Und wohin sollen die neuen Gelder sonst noch fliessen?
Im Sinne allgemeiner Fördermassnahmen für das Mediensystem sind Beiträge für Nachrichtenagenturen sowie für die Ausbildung von Journalistinnen und Journalisten vorgesehen. Auch die Lokalradios und Regional-TVs sollen künftig stärker unterstützt werden. Diese beiden Budgetposten werden aus dem Topf der bereits bestehenden Radio- und TV-Abgabe bestritten– es entstehen also keine zusätzlichen Kosten. Zusätzlich haben Bundesrat und Parlament beschlossen, Onlinemedien mit jährlich 30 Millionen Franken direkt zu fördern. Das wäre ein Novum in der Schweiz.

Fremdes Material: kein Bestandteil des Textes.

//! Display cleanup for annotation text.

use once_cell::sync::Lazy;
use regex::Regex;

/// A run of text closed by terminal punctuation, or a trailing run without it.
static SENTENCE: Lazy<Regex> =
    Lazy::new(|| Regex::new(r"[^.!?]*[.!?]+|[^.!?]+").expect("sentence pattern is valid"));

const PARAGRAPH_BREAK: &str = "\n\n";

/// Reflows free-form text into one sentence per paragraph.
///
/// Whitespace (including newlines) is collapsed to single spaces, the text is
/// split after `.`, `!` or `?`, and the trimmed sentences are joined with a
/// blank line. Runs of punctuation stay attached to their sentence.
///
/// ```
/// use rapport_core::text::reflow_sentences;
///
/// assert_eq!(
///     reflow_sentences("Hello world. How are you? Fine!"),
///     "Hello world.\n\nHow are you?\n\nFine!"
/// );
/// ```
pub fn reflow_sentences(text: &str) -> String {
    let normalized = text.split_whitespace().collect::<Vec<_>>().join(" ");

    SENTENCE
        .find_iter(&normalized)
        .map(|m| m.as_str().trim())
        .filter(|sentence| !sentence.is_empty())
        .collect::<Vec<_>>()
        .join(PARAGRAPH_BREAK)
}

Dann würde künftig jedes Onlineportal unterstützt?
Nein. Um Unterstützung könnten sich nur Portale bewerben, die für ihre Inhalte Geld verlangen, sei dies in Form von Abos oder Spenden. Gratismedien wie «20 minuten.ch» wären ausgeschlossen. Zudem müssen einige formale Voraussetzungen erfüllt sein. Beispielsweise müssen Berichterstattung und Werbung klar getrennt sein. Das redaktionelle Angebot hat hauptsächlich aus Informationen zu politischen, wirtschaftlichen und sozialen Zusammenhängen zu bestehen und soll sich an ein breites Publikum richten.

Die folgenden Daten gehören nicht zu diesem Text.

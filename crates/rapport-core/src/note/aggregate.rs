//! Merging structured notes with transcript annotations.
//!
//! This is the synchronous half of a notes fetch: the caller performs the two
//! reads and hands the payloads over. Nothing here does I/O.

use super::model::{Note, NoteCollection, NotesPayload, RawNoteEntry};
use crate::timestamp::{Clock, parse_or_now};
use crate::transcript::{SessionsResponse, extract_annotation};

/// What happened while building a [`NoteCollection`].
#[derive(Debug, Clone, Default, PartialEq, Eq)]
pub struct AggregationReport {
    /// False when the transcript resource was unavailable and only structured
    /// notes were used.
    pub transcripts_available: bool,
    /// Number of AI annotations merged into the conversation list.
    pub annotations_extracted: usize,
    /// Number of timestamps that failed to parse and were replaced by now.
    pub fallback_timestamps: usize,
}

impl AggregationReport {
    pub fn is_degraded(&self) -> bool {
        !self.transcripts_available
    }
}

#[derive(Debug, Clone, PartialEq, Eq)]
pub struct AggregationOutcome {
    pub collection: NoteCollection,
    pub report: AggregationReport,
}

/// Builds the note collection for one subject and day.
///
/// `sessions` is `None` when the transcript resource could not be used; the
/// result then holds structured notes only. Conversation notes end up newest
/// first. The sort is stable, so on equal timestamps structured notes stay
/// ahead of annotations. Status notes keep source order.
pub fn aggregate_notes(
    subject_id: &str,
    notes: NotesPayload,
    sessions: Option<&SessionsResponse>,
    clock: &dyn Clock,
) -> AggregationOutcome {
    let mut report = AggregationReport {
        transcripts_available: sessions.is_some(),
        ..AggregationReport::default()
    };

    let mut conversation_notes = convert_entries(notes.conversation, clock, &mut report);
    let status_notes = convert_entries(notes.status, clock, &mut report);

    if let Some(sessions) = sessions {
        for extracted in sessions
            .flatten()
            .filter_map(|session| extract_annotation(session, clock))
        {
            if extracted.timestamp_source.is_fallback() {
                report.fallback_timestamps += 1;
            }
            report.annotations_extracted += 1;
            conversation_notes.push(extracted.note);
        }
    }

    conversation_notes.sort_by(|a, b| b.timestamp.cmp(&a.timestamp));

    AggregationOutcome {
        collection: NoteCollection {
            subject_id: subject_id.to_string(),
            conversation_notes,
            status_notes,
        },
        report,
    }
}

fn convert_entries(
    entries: Vec<RawNoteEntry>,
    clock: &dyn Clock,
    report: &mut AggregationReport,
) -> Vec<Note> {
    entries
        .into_iter()
        .map(|entry| {
            let parsed = parse_or_now(&entry.timestamp, clock);
            if parsed.is_fallback() {
                report.fallback_timestamps += 1;
            }
            Note::new(entry.text, parsed.value, entry.author)
        })
        .collect()
}
//! Note domain model.
//!
//! Contains the normalized `Note` entity, the per-day `NoteCollection`, and the
//! wire DTOs returned by the structured notes resource.

use chrono::{DateTime, Utc};
use serde::{Deserialize, Serialize};
use uuid::Uuid;

/// Author attribution reserved for machine-generated notes.
pub const AI_AUTHOR: &str = "AI";

/// A single annotation record.
///
/// Notes are immutable once built; every fetch produces fresh instances with
/// fresh identifiers.
#[derive(Debug, Clone, PartialEq, Eq, Serialize, Deserialize)]
pub struct Note {
    /// Identifier generated at construction time (UUID v4).
    pub id: String,
    /// Trimmed, non-empty content.
    pub text: String,
    /// When the note was authored or generated. Used for ordering.
    pub timestamp: DateTime<Utc>,
    /// Free-text attribution. [`AI_AUTHOR`] marks machine-generated notes.
    pub author: String,
}

impl Note {
    /// Creates a note with a freshly generated identifier.
    pub fn new(
        text: impl Into<String>,
        timestamp: DateTime<Utc>,
        author: impl Into<String>,
    ) -> Self {
        Self {
            id: Uuid::new_v4().to_string(),
            text: text.into(),
            timestamp,
            author: author.into(),
        }
    }

    /// Creates a machine-generated note.
    pub fn machine(text: impl Into<String>, timestamp: DateTime<Utc>) -> Self {
        Self::new(text, timestamp, AI_AUTHOR)
    }

    pub fn is_machine_generated(&self) -> bool {
        self.author == AI_AUTHOR
    }

    /// `author: text`, as shown in note lists.
    pub fn display_line(&self) -> String {
        format!("{}: {}", self.author, self.text)
    }
}

/// Notes for one subject on one day.
#[derive(Debug, Clone, PartialEq, Eq, Serialize, Deserialize)]
#[serde(rename_all = "camelCase")]
pub struct NoteCollection {
    pub subject_id: String,
    /// Structured conversation notes merged with extracted annotations, newest first.
    pub conversation_notes: Vec<Note>,
    /// Structured status notes in source order.
    pub status_notes: Vec<Note>,
}

impl NoteCollection {
    pub fn is_empty(&self) -> bool {
        self.conversation_notes.is_empty() && self.status_notes.is_empty()
    }

    /// Number of machine-generated entries in the conversation list.
    pub fn machine_note_count(&self) -> usize {
        self.conversation_notes
            .iter()
            .filter(|note| note.is_machine_generated())
            .count()
    }
}

// ============================================================================
// Wire types
// ============================================================================

/// One raw entry from `GET /notes/{subjectId}/{date}`.
#[derive(Debug, Clone, PartialEq, Eq, Serialize, Deserialize)]
pub struct RawNoteEntry {
    pub text: String,
    /// ISO-8601, parsed leniently during aggregation.
    pub timestamp: String,
    pub author: String,
}

/// The `data` object of the notes response.
#[derive(Debug, Clone, PartialEq, Eq, Serialize, Deserialize)]
#[serde(rename_all = "camelCase")]
pub struct NotesPayload {
    pub subject_id: String,
    pub conversation: Vec<RawNoteEntry>,
    pub status: Vec<RawNoteEntry>,
}

/// Envelope of `GET /notes/{subjectId}/{date}`.
#[derive(Debug, Clone, PartialEq, Eq, Serialize, Deserialize)]
pub struct NotesResponse {
    pub status: serde_json::Value,
    pub data: NotesPayload,
}

#[cfg(test)]
mod tests {
    use super::*;

    #[test]
    fn test_new_notes_get_unique_ids() {
        let now = Utc::now();
        let a = Note::new("Called client", now, "agent1");
        let b = Note::new("Called client", now, "agent1");
        assert_ne!(a.id, b.id);
        assert!(!a.is_machine_generated());
    }

    #[test]
    fn test_machine_note_display() {
        let note = Note::machine("Follow up next week", Utc::now());
        assert!(note.is_machine_generated());
        assert_eq!(note.display_line(), "AI: Follow up next week");
    }

    #[test]
    fn test_notes_response_decodes_camel_case() {
        let json = r#"{
            "status": "success",
            "data": {
                "subjectId": "c-42",
                "conversation": [
                    {"text": "Called client", "timestamp": "2024-01-01T10:00:00Z", "author": "agent1"}
                ],
                "status": []
            }
        }"#;
        let response: NotesResponse = serde_json::from_str(json).unwrap();
        assert_eq!(response.data.subject_id, "c-42");
        assert_eq!(response.data.conversation.len(), 1);
        assert!(response.data.status.is_empty());
    }

    #[test]
    fn test_notes_response_requires_data() {
        let result = serde_json::from_str::<NotesResponse>(r#"{"status": "success"}"#);
        assert!(result.is_err());
    }
}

Grosse oder kleine Medien: Wer profitiert unter dem Strich mehr?
Medien mit regionaler Ausrichtung sollen am stärksten unterstützt werden. Je höher der Umsatz eines Unternehmens ist, desto kleiner soll der prozentuale Förderbeitrag ausfallen. So sieht es der Gesetzestext vor. Bei der Onlineförderung steuert der Bund dabei mit maximal 60 Prozent so viel bei, wie das jeweilige Medium selber mit Abos oder Spenden einnimmt. Was dies in absoluten Zahlen für die einzelnen Medienhäuser heisst, ist aber noch unklar. Medienministerin Simonetta Sommaruga konnte dazu am Donnerstag vor den Medien noch keine Angaben machen – dies hänge von zahlreichen Faktoren ab. Von der Zustellermässigung profitieren bisher primär die kleinen und mittleren Verlage. Dies soll auch künftig so sein, wobei mit der Aufstockung der Anteil der grossen Medienhäuser leicht erhöht wird.
Was ist dran am Vorwurf der mangelnden Unabhängigkeit?
Dieser Punkt wird tatsächlich kontrovers diskutiert. Während die Gegner das «Ende der freien und unabhängigen Medien» befürchten, hält der Bundesrat fest, dass die Unabhängigkeit der Medien gewahrt bleibe. Die Befürworter argumentieren, die indirekte Presseförderung habe in der Schweiz Tradition – die Medien berichteten dennoch kritisch über die Regierung. Auch seien die neuen Förderbeiträge nicht an einen inhaltlichen Leistungsauftrag gebunden. Zudem stelle sich die Frage nach der Alternative: Würden unrentable Publikationen von reichen Mäzenen aufgekauft, sei eine politische Einflussnahme deutlich wahrscheinlicher als im Falle einer klar gesetzlich geregelten Förderung.